--- EXERCISE DATA Enclosed Below ---

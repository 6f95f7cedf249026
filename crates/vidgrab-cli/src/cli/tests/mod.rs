//! CLI parse tests.

use super::{Cli, CliCommand};
use clap::Parser;

pub(super) fn parse(args: &[&str]) -> CliCommand {
    let cli = Cli::try_parse_from(args).unwrap();
    cli.command
}

mod parse_commands;
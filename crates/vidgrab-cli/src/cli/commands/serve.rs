//! `vidgrab serve` – run the browser front end.

use anyhow::{Context, Result};
use std::sync::Arc;
use vidgrab_core::config::VidgrabConfig;
use vidgrab_core::media::MediaResolver;

use crate::web::{self, AppState};

pub async fn run_serve(
    resolver: Arc<dyn MediaResolver>,
    cfg: &VidgrabConfig,
    listen: Option<String>,
) -> Result<()> {
    let addr = listen.unwrap_or_else(|| cfg.listen_addr.clone());
    let state = AppState::new(resolver, cfg.container.clone(), cfg.resolve_download_dir());
    let listener = tokio::net::TcpListener::bind(&addr)
        .await
        .with_context(|| format!("failed to bind {}", addr))?;

    println!("vidgrab listening on http://{}", addr);
    tracing::info!(%addr, download_dir = %state.download_dir().display(), "web front end started");

    axum::serve(listener, web::router(state))
        .await
        .context("HTTP server failed")
}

--- End of Enclosed EXERCISE DATA ---

**WORK TO COMPLETE:** Repeat every line of the data verbatim.

**WORKED SOLUTION:**
repository 6f95f7cedf249026
filename crates/vidgrab-cli/src/cli/tests/mod.rs
//! CLI parse tests.

use super::{Cli, CliCommand};
use clap::Parser;

pub(super) fn parse(args: &[&str]) -> CliCommand {
    let cli = Cli::try_parse_from(args).unwrap();
    cli.command
}

mod parse_commands;
filename crates/vidgrab-cli/src/cli/commands/serve.rs
//! `vidgrab serve` – run the browser front end.

use anyhow::{Context, Result};
use std::sync::Arc;
use vidgrab_core::config::VidgrabConfig;
use vidgrab_core::media::MediaResolver;

use crate::web::{self, AppState};

pub async fn run_serve(
    resolver: Arc<dyn MediaResolver>,
    cfg: &VidgrabConfig,
    listen: Option<String>,
) -> Result<()> {
    let addr = listen.unwrap_or_else(|| cfg.listen_addr.clone());
    let state = AppState::new(resolver, cfg.container.clone(), cfg.resolve_download_dir());
    let listener = tokio::net::TcpListener::bind(&addr)
        .await
        .with_context(|| format!("failed to bind {}", addr))?;

    println!("vidgrab listening on http://{}", addr);
    tracing::info!(%addr, download_dir = %state.download_dir().display(), "web front end started");

    axum::serve(listener, web::router(state))
        .await
        .context("HTTP server failed")
}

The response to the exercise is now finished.